Sin embargo, a poco andar nos damos cuenta de que
El quinteto de Nagasaki posee otras características, muy diferentes de lo que recién dijimos, y ahí es donde reside su valor: se trata de una crónica introspectiva, donde coinciden una serie de personajes, por lo general mujeres, quienes van develando el misterio de sus vidas, siempre en un tono menor, que supera a los desastres que han debido sufrir. Resumir un título semejante es imposible, de modo que señalaremos los incidentes básicos que han marcado la vida de los protagonistas: Yukiko y Yukio son hermanos sin saberlo y se aman, hasta que la primera descubre que el irresponsable Ryoji Oribe los procreó a ambos al mismo tiempo, ya que era amante de Mariko Kanazawa, una extranjera sin recursos, por lo que desposó a otra, de alcurnia superior. Mariko se casa con Kenji Takahashi, quien adopta a Yukio, pero Ryoji continúa persiguiéndola y se las arregla para que envíen a Kenji al frente de batalla. A partir de este linaje, se desenvuelven las trayectorias de innúmeros actores, cada uno de los cuales expone sus diferentes puntos de vista, siempre en primera persona. Aunque este procedimiento no tiene nada de original, es bastante efectivo, excepto cuando no nos damos cuenta de quién es el que está hablando. Shimazaki revela, eso sí, hechos sorprendentes: viviendo en un país feudal, sus caracteres femeninos se las ingenian para sobrevivir mucho mejor que sus pares masculinos, son más inteligentes que ellos y reaccionan con coraje ante el peligro. No estamos, claro, frente a una posición feminista, sino ante sucesos terribles, en los que, como pasa en
El quinteto de Nagasaki, las damas en kimono llevan la delantera.

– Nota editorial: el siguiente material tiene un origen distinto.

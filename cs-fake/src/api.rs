//! The fake content store API entry point.
//!
//! One instance owns its configuration and its stores; nothing is shared
//! between instances. A request flows through the linear pipeline
//! auth -> route -> validate/execute -> respond, and any failure
//! short-circuits to a response through [`crate::respond`].
//!
//! `handle_request` takes `&mut self`: the fake is built for sequential use
//! inside a test process, and a caller exposing it to concurrent tasks owns
//! the serialization (the client's fake transport wraps it in one mutex, so
//! uniqueness and reference checks always see a consistent snapshot).

use serde_json::Value;
use tracing::{debug, warn};

use cs_core::config::FakeConfig;
use cs_core::error::{CsError, CsResult};
use cs_core::http::{Request, Response};
use cs_models::Schedule;

use crate::resolver;
use crate::resources::{binary_content, message, messageset, schedule};
use crate::respond;
use crate::router::{self, Operation, Resource, Route};
use crate::store::{id_of, ContentStore, Fields};
use crate::auth;

/// Fake implementation of the content store API.
pub struct FakeContentStoreApi {
    config: FakeConfig,
    /// The backing stores. Public so tests can inspect state directly.
    pub store: ContentStore,
}

impl FakeContentStoreApi {
    /// Build a fake from explicit configuration and stores.
    pub fn new(config: FakeConfig, store: ContentStore) -> Self {
        Self { config, store }
    }

    /// Build an empty fake accepting the given token under the default
    /// URL prefix.
    pub fn with_token(auth_token: impl Into<String>) -> Self {
        Self::new(FakeConfig::with_token(auth_token), ContentStore::new())
    }

    /// The configuration this fake answers under.
    pub fn config(&self) -> &FakeConfig {
        &self.config
    }

    /// Handle one request, start to finish. Never panics on caller input;
    /// every recognized failure maps to the contract's status and body.
    pub fn handle_request(&mut self, request: &Request) -> Response {
        debug!(method = %request.method, path = %request.path, "content store request");
        match self.try_handle(request) {
            Ok(response) => response,
            Err(err) => {
                warn!(method = %request.method, path = %request.path, error = %err,
                      "request failed");
                respond::error_response(&err)
            }
        }
    }

    fn try_handle(&mut self, request: &Request) -> CsResult<Response> {
        auth::check(&self.config, request)?;

        let (path, query) = split_query(strip_origin(&request.path));
        let route = router::route(&self.config.url_path_prefix, request.method, path)?;
        self.execute(route, query, request)
    }

    fn execute(
        &mut self,
        route: Route,
        query: Option<&str>,
        request: &Request,
    ) -> CsResult<Response> {
        // The only supported list filter is no filter at all.
        if route.operation == Operation::List && query.map(|q| !q.is_empty()).unwrap_or(false) {
            return Err(CsError::InvalidQuery);
        }

        match (route.resource, route.operation) {
            // -- Schedule --
            (Resource::Schedule, Operation::Create) => {
                created(schedule::create(&mut self.store, body_fields(request)?)?)
            }
            (Resource::Schedule, Operation::List) => listed_schedules(&self.store.schedules),
            (Resource::Schedule, Operation::Get(id)) => fetched(self.store.schedules.get(id)?),
            (Resource::Schedule, Operation::Update(id)) => {
                updated(schedule::update(&mut self.store, id, body_fields(request)?)?)
            }
            (Resource::Schedule, Operation::Delete(id)) => deleted(self.store.schedules.remove(id)?),

            // -- MessageSet --
            (Resource::MessageSet, Operation::Create) => {
                created(messageset::create(&mut self.store, body_fields(request)?)?)
            }
            (Resource::MessageSet, Operation::List) => listed(&self.store.messagesets),
            (Resource::MessageSet, Operation::Get(id)) => fetched(self.store.messagesets.get(id)?),
            (Resource::MessageSet, Operation::Update(id)) => {
                updated(messageset::update(&mut self.store, id, body_fields(request)?)?)
            }
            (Resource::MessageSet, Operation::Delete(id)) => {
                deleted(self.store.messagesets.remove(id)?)
            }
            (Resource::MessageSet, Operation::View(id, _)) => Ok(Response::json(
                200,
                resolver::resolve_messageset_messages(&self.store, id)?,
            )),

            // -- Message --
            (Resource::Message, Operation::Create) => {
                created(message::create(&mut self.store, body_fields(request)?)?)
            }
            (Resource::Message, Operation::List) => listed(&self.store.messages),
            (Resource::Message, Operation::Get(id)) => fetched(self.store.messages.get(id)?),
            (Resource::Message, Operation::Update(id)) => {
                updated(message::update(&mut self.store, id, body_fields(request)?)?)
            }
            (Resource::Message, Operation::Delete(id)) => deleted(self.store.messages.remove(id)?),
            (Resource::Message, Operation::View(id, _)) => Ok(Response::json(
                200,
                resolver::resolve_message_content(&self.store, id)?,
            )),

            // -- BinaryContent --
            (Resource::BinaryContent, Operation::Create) => {
                created(binary_content::create(&mut self.store, body_fields(request)?)?)
            }
            (Resource::BinaryContent, Operation::List) => listed(&self.store.binarycontents),
            (Resource::BinaryContent, Operation::Get(id)) => {
                fetched(self.store.binarycontents.get(id)?)
            }
            (Resource::BinaryContent, Operation::Update(id)) => updated(binary_content::update(
                &mut self.store,
                id,
                body_fields(request)?,
            )?),
            (Resource::BinaryContent, Operation::Delete(id)) => {
                deleted(self.store.binarycontents.remove(id)?)
            }

            // The router only produces View for messageset and message.
            (Resource::Schedule | Resource::BinaryContent, Operation::View(..)) => Err(
                CsError::Internal("router produced a view on a plain resource".to_string()),
            ),
        }
    }

    // -- Seeding helpers for tests that want state without HTTP traffic --

    /// Create a schedule directly, returning its id.
    pub fn seed_schedule(&mut self, fields: Value) -> CsResult<u64> {
        id_of(&schedule::create(&mut self.store, into_fields(fields)?)?)
    }

    /// Create a message set directly, returning its id.
    pub fn seed_messageset(&mut self, fields: Value) -> CsResult<u64> {
        id_of(&messageset::create(&mut self.store, into_fields(fields)?)?)
    }

    /// Create a message directly, returning its id.
    pub fn seed_message(&mut self, fields: Value) -> CsResult<u64> {
        id_of(&message::create(&mut self.store, into_fields(fields)?)?)
    }

    /// Create a binary content entity directly, returning its id.
    pub fn seed_binarycontent(&mut self, fields: Value) -> CsResult<u64> {
        id_of(&binary_content::create(&mut self.store, into_fields(fields)?)?)
    }
}

/// Clients address a real server by full URL; drop the scheme and host so
/// the same request record routes against the fake.
fn strip_origin(path: &str) -> &str {
    let Some(after_scheme) = path
        .strip_prefix("http://")
        .or_else(|| path.strip_prefix("https://"))
    else {
        return path;
    };
    match after_scheme.find('/') {
        Some(slash) => &after_scheme[slash..],
        None => "/",
    }
}

/// Split a path into (path, query).
fn split_query(path: &str) -> (&str, Option<&str>) {
    match path.split_once('?') {
        Some((path, query)) => (path, Some(query)),
        None => (path, None),
    }
}

/// The request body as a field map. No body counts as an empty map, so the
/// required-field checks produce the contract's 400s; a non-object body is
/// a serialization fault.
fn body_fields(request: &Request) -> CsResult<Fields> {
    match &request.body {
        None => Ok(Fields::new()),
        Some(Value::Object(map)) => Ok(map.clone()),
        Some(_) => Err(CsError::Serialization(
            "request body must be a JSON object".to_string(),
        )),
    }
}

fn into_fields(value: Value) -> CsResult<Fields> {
    match value {
        Value::Object(map) => Ok(map),
        _ => Err(CsError::Serialization(
            "seed fields must be a JSON object".to_string(),
        )),
    }
}

fn created(entity: Fields) -> CsResult<Response> {
    Ok(Response::json(201, Value::Object(entity)))
}

fn updated(entity: Fields) -> CsResult<Response> {
    Ok(Response::json(200, Value::Object(entity)))
}

fn fetched(entity: &Fields) -> CsResult<Response> {
    Ok(Response::json(200, Value::Object(entity.clone())))
}

fn listed(store: &crate::store::ResourceStore) -> CsResult<Response> {
    let items: Vec<Value> = store
        .list()
        .into_iter()
        .map(|e| Value::Object(e.clone()))
        .collect();
    Ok(Response::json(200, Value::Array(items)))
}

/// Schedule lists come back in the service's canonical ordering:
/// (month_of_year, day_of_month, day_of_week, hour, minute), not insertion
/// order. The sort is stable, so fully equal schedules keep insertion order.
fn listed_schedules(store: &crate::store::ResourceStore) -> CsResult<Response> {
    let mut schedules = store.list();
    schedules.sort_by_cached_key(|e| {
        serde_json::from_value::<Schedule>(Value::Object((*e).clone()))
            .map(|s| s.ordering_key())
            .unwrap_or_default()
    });
    let items: Vec<Value> = schedules
        .into_iter()
        .map(|e| Value::Object(e.clone()))
        .collect();
    Ok(Response::json(200, Value::Array(items)))
}

fn deleted(_removed: Fields) -> CsResult<Response> {
    Ok(Response::empty(204))
}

En el fondo, los temas centrales de este volumen se relacionan más con la naturaleza y los cambios climáticos que con los seres humanos. Hay múltiples formas de nubes, hay nieve, hay lluvia, hay tempestades, sentimos un calor tórrido y un frío polar, todo ello presidido por una flora maravillosa: gencianas, campánulas, hibiscos, hortensias, rododendros, gardenias y tantas otras que llegan a marear. Aun cuando resida lejos de su nación, Shimazaki debe conocerla como la palma de la mano y en
El quinteto de Nagasaki nos sumerge en un paisaje que determina más la conducta de cada individuo que los absurdos conflictos políticos que conducen a la ruina. Ese trasfondo constante puede ser lo único que ha resistido el embate de las fuerzas malignas provocadas por la locura de los grupos que deciden el destino del prójimo.
Un dilema no menor de este tomo es la profusión de nombres desconocidos para nosotros: Tamako, Namiko, Nakamura, Shizuko, Tsukakis, Natsuko, Fuyuki, Shimamura pueden ser muy frecuentes para los habitantes de Osaka o Kioto, pero son un inconveniente serio si es que hay que estar volviendo atrás en las páginas para saber quién es quién. Por supuesto, no puede exigírsele a Shimazaki que elija designaciones cristianas, si bien debió ser un tanto cuidadosa en un trabajo que, considerado en perspectiva, es harto modesto. A lo mejor por esto, a lo mejor porque sus aspiraciones suelen ser desmedidas,
El quinteto de Nagasaki se alarga más de la cuenta, se torna confuso y, pese a la multiplicidad de voces discursivas, resulta uniforme.